Hortêncio J. Sabino, director do Desenvolvimento Integrado

Reabilitação das vias inscrita nas obras do PIIM

Contactado pelo Jornal de Angola, o director do Gabinete Municipal de Desenvolvimento Económico Integrado, Hortêncio Joaquim Sabino, afirmou que, recentemente, o Governo Provincial adquiriu viaturas todo-o-terreno, para facilitar o escoamento da produção do campo.

O responsável esclareceu que as vias que ligam a cidade do Soyo às comunas do Simba e Pedra do Feitiço, estão inscritas no Programa Integrado de Intervenção do Município (PIIM), para intervenção, cujas obras já foram adjudicadas.

Recentemente, disse, foram feitos trabalhos paliativos, que não ajudaram na circulação das viaturas.

Hortêncio Joaquim Sabino apelou aos agricultores do Soyo a organizarem-se em cooperativas, para beneficiarem das viaturas e não fazerem pedidos individuais.
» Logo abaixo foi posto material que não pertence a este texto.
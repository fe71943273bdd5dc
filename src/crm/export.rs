//! CSV export of the filtered application list.
//!
//! The header row is written bare; every record field is double-quoted with
//! internal quotes doubled, so spreadsheets never split a cell on embedded
//! commas or newlines.

use csv::{QuoteStyle, Terminator, WriterBuilder};
use time::{Date, OffsetDateTime, UtcOffset};

use crate::model::Application;

pub const EXPORT_HEADERS: [&str; 8] = [
    "Full Name",
    "Email",
    "Phone",
    "Location",
    "Application Type",
    "Status",
    "Submission Date",
    "Additional Data",
];

/// Render `apps` in the given order. No pagination is applied here.
///
/// # Errors
///
/// Returns a [`csv::Error`] if a record cannot be written to the buffer.
pub fn applications_csv(apps: &[Application]) -> Result<Vec<u8>, csv::Error> {
    let mut out = EXPORT_HEADERS.join(",").into_bytes();
    out.push(b'\n');

    let mut writer = WriterBuilder::new()
        .quote_style(QuoteStyle::Always)
        .terminator(Terminator::Any(b'\n'))
        .from_writer(out);

    for app in apps {
        let additional = serde_json::Value::Object(app.additional_data.clone()).to_string();
        let submitted = submission_date(app.created_at);
        writer.write_record([
            app.full_name.as_str(),
            app.email_address.as_str(),
            app.phone_number.as_deref().unwrap_or_default(),
            app.location.as_deref().unwrap_or_default(),
            app.application_type.label(),
            app.status.label(),
            submitted.as_str(),
            additional.as_str(),
        ])?;
    }

    writer
        .into_inner()
        .map_err(|e| csv::Error::from(std::io::Error::new(e.error().kind(), e.error().to_string())))
}

/// `M/D/YYYY` in UTC, no zero padding.
#[must_use]
pub fn submission_date(ts: OffsetDateTime) -> String {
    let date = ts.to_offset(UtcOffset::UTC).date();
    format!("{}/{}/{}", u8::from(date.month()), date.day(), date.year())
}

#[must_use]
pub fn export_filename(today: Date) -> String {
    format!(
        "applications_export_{:04}-{:02}-{:02}.csv",
        today.year(),
        u8::from(today.month()),
        today.day()
    )
}

#[cfg(test)]
#[path = "export_test.rs"]
mod tests;
//! Guest ↔ admin messaging routes.

use axum::extract::{Path, State};
use axum::http::StatusCode;
use axum::response::{IntoResponse, Json, Response};
use serde::Deserialize;
use uuid::Uuid;

use super::auth::{AdminUser, AuthUser};
use super::{crm_error_response, validation_response};
use crate::model::Message;
use crate::services::messages;
use crate::services::notify::Notification;
use crate::services::realtime::ChangeEvent;
use crate::state::AppState;

#[derive(Debug, Deserialize)]
pub struct NewMessage {
    #[serde(default)]
    pub content: String,
}

/// Admin inbox link for one guest's conversation.
pub(crate) fn conversation_path(user_id: Uuid) -> String {
    format!("/admin/messages?user={user_id}")
}

async fn publish(state: &AppState, message: &Message) {
    let mut owners = vec![message.sender_id];
    owners.extend(message.recipient_id);
    state
        .realtime
        .publish_row("messages", ChangeEvent::Insert, message, &owners)
        .await;
}

/// `GET /api/messages`: the caller's own thread, oldest first.
pub async fn my_thread(State(state): State<AppState>, auth: AuthUser) -> Response {
    match messages::thread(&state.pool, auth.user.id).await {
        Ok(rows) => Json(rows).into_response(),
        Err(e) => crm_error_response(e),
    }
}

/// `POST /api/messages`: write to the admin team.
pub async fn send(State(state): State<AppState>, auth: AuthUser, Json(body): Json<NewMessage>) -> Response {
    let content = match messages::validate_content(&body.content) {
        Ok(c) => c,
        Err(errors) => return validation_response(errors),
    };
    let message = match messages::send_to_admins(&state.pool, auth.user.id, &content).await {
        Ok(m) => m,
        Err(e) => return crm_error_response(e),
    };

    state.notifier.dispatch(Notification::Message {
        sender_name: auth.user.full_name.clone(),
        sender_email: auth.user.email.clone(),
        content,
        conversation_url: state.link(&conversation_path(auth.user.id)),
    });
    publish(&state, &message).await;
    (StatusCode::CREATED, Json(message)).into_response()
}

/// `GET /api/admin/conversations`
pub async fn conversations(State(state): State<AppState>, _admin: AdminUser) -> Response {
    match messages::conversations(&state.pool).await {
        Ok(rows) => Json(rows).into_response(),
        Err(e) => crm_error_response(e),
    }
}

/// `GET /api/admin/conversations/{user_id}`
pub async fn admin_thread(State(state): State<AppState>, _admin: AdminUser, Path(user_id): Path<Uuid>) -> Response {
    match messages::thread(&state.pool, user_id).await {
        Ok(rows) => Json(rows).into_response(),
        Err(e) => crm_error_response(e),
    }
}

/// `POST /api/admin/conversations/{user_id}`: reply to one guest.
pub async fn reply(
    State(state): State<AppState>,
    AdminUser(admin): AdminUser,
    Path(user_id): Path<Uuid>,
    Json(body): Json<NewMessage>,
) -> Response {
    let content = match messages::validate_content(&body.content) {
        Ok(c) => c,
        Err(errors) => return validation_response(errors),
    };
    match messages::reply(&state.pool, admin.user.id, user_id, &content).await {
        Ok(message) => {
            publish(&state, &message).await;
            (StatusCode::CREATED, Json(message)).into_response()
        }
        Err(e) => crm_error_response(e),
    }
}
Em relação às viaturas disponibilizadas pelo Executivo, o director do Gabinete Municipal de Desenvolvimento Económico Integrado esclareceu que as mesmas estão destinadas para apoiar o escoamento dos produtos. "Caso alguém vir um dos camiões a dedicar-se a outra actividade, deve comunicar às autoridades”, apelou.